となります。もちろん役員に貸したことはわかるのですが、その先の資金の流れを融資銀行に説明することはできないことになります。ただ、そうはいっても役員貸付金を露骨に行うことで今後の銀行融資がうけられないことがあります。

 つまるところ、役員貸付金はそれがあるだけできわめてリスキーな勘定科目なのです。

 そこで、悪知恵のある一部の経営者の間で、役員借入金を使う方法が行われるようになりました。こんなふうに書くと、役員借入金は負債勘定だから融資金の流用でその勘定科目を使うことはできないと思う方も多いでしょう。
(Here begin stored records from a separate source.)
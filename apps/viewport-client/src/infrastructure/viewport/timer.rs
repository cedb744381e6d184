//! Tokio Timer Scheduler
//!
//! [`TimerScheduler`] adapter that runs each timer as a sleeping task and
//! posts its id to the client event loop on expiry. Cancelling aborts the
//! task, so a cancelled timer never posts.

use std::collections::HashMap;
use std::time::Duration;

use tokio::sync::mpsc;
use tokio::task::JoinHandle;

use crate::application::ports::{TimerId, TimerScheduler};

/// Tokio implementation of [`TimerScheduler`].
#[derive(Debug)]
pub struct TokioTimerScheduler {
    expired: mpsc::Sender<TimerId>,
    next_id: u64,
    pending: HashMap<TimerId, JoinHandle<()>>,
}

impl TokioTimerScheduler {
    /// Create a scheduler posting expired timer ids to `expired`.
    #[must_use]
    pub fn new(expired: mpsc::Sender<TimerId>) -> Self {
        Self {
            expired,
            next_id: 0,
            pending: HashMap::new(),
        }
    }

    /// Number of timers that have neither fired nor been cancelled.
    #[must_use]
    pub fn pending(&self) -> usize {
        self.pending.values().filter(|t| !t.is_finished()).count()
    }
}

impl TimerScheduler for TokioTimerScheduler {
    fn schedule(&mut self, delay: Duration) -> TimerId {
        self.pending.retain(|_, task| !task.is_finished());

        self.next_id += 1;
        let id = TimerId::new(self.next_id);
        let expired = self.expired.clone();

        let task = tokio::spawn(async move {
            tokio::time::sleep(delay).await;
            let _ = expired.send(id).await;
        });
        self.pending.insert(id, task);

        tracing::trace!(timer = id.value(), delay_ms = delay.as_millis(), "Timer scheduled");
        id
    }

    fn cancel(&mut self, id: TimerId) {
        if let Some(task) = self.pending.remove(&id) {
            task.abort();
            tracing::trace!(timer = id.value(), "Timer cancelled");
        }
    }
}

impl Drop for TokioTimerScheduler {
    fn drop(&mut self) {
        for (_, task) in self.pending.drain() {
            task.abort();
        }
    }
}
 ところが、役員借入金への返済は、役員貸付金の実行と同じ結果をもたらします。双方とも会社の資金を社外に移すことには変わりないのです。

 例えば、すでに役員借入金が長期借入金に1億円計上されていて、銀行融資を5,000万円してもらい、役員に5,000万延返済した場合、次期決算ではほかに長期借入金に変化がなければ、長期借入金の残高は5,000万円になります。この資金の流用は露骨であるため次期決算書で融資銀行に知られます。そして追及をうけます。銀行は事業に使うために融資したのに役員借入金の返済に充てられてしまったわけですから。
 
 さらにこの資金が最終的に他会社への転貸に使われていた場合は悪意のある資金の流用になってしまいます。

 つまり、貸付金はあたりまえですが、借入金も相手が役員であれば資金を流用するときに使うことができるゆえに、銀行がチェックする取扱注意の勘定科目となるのです。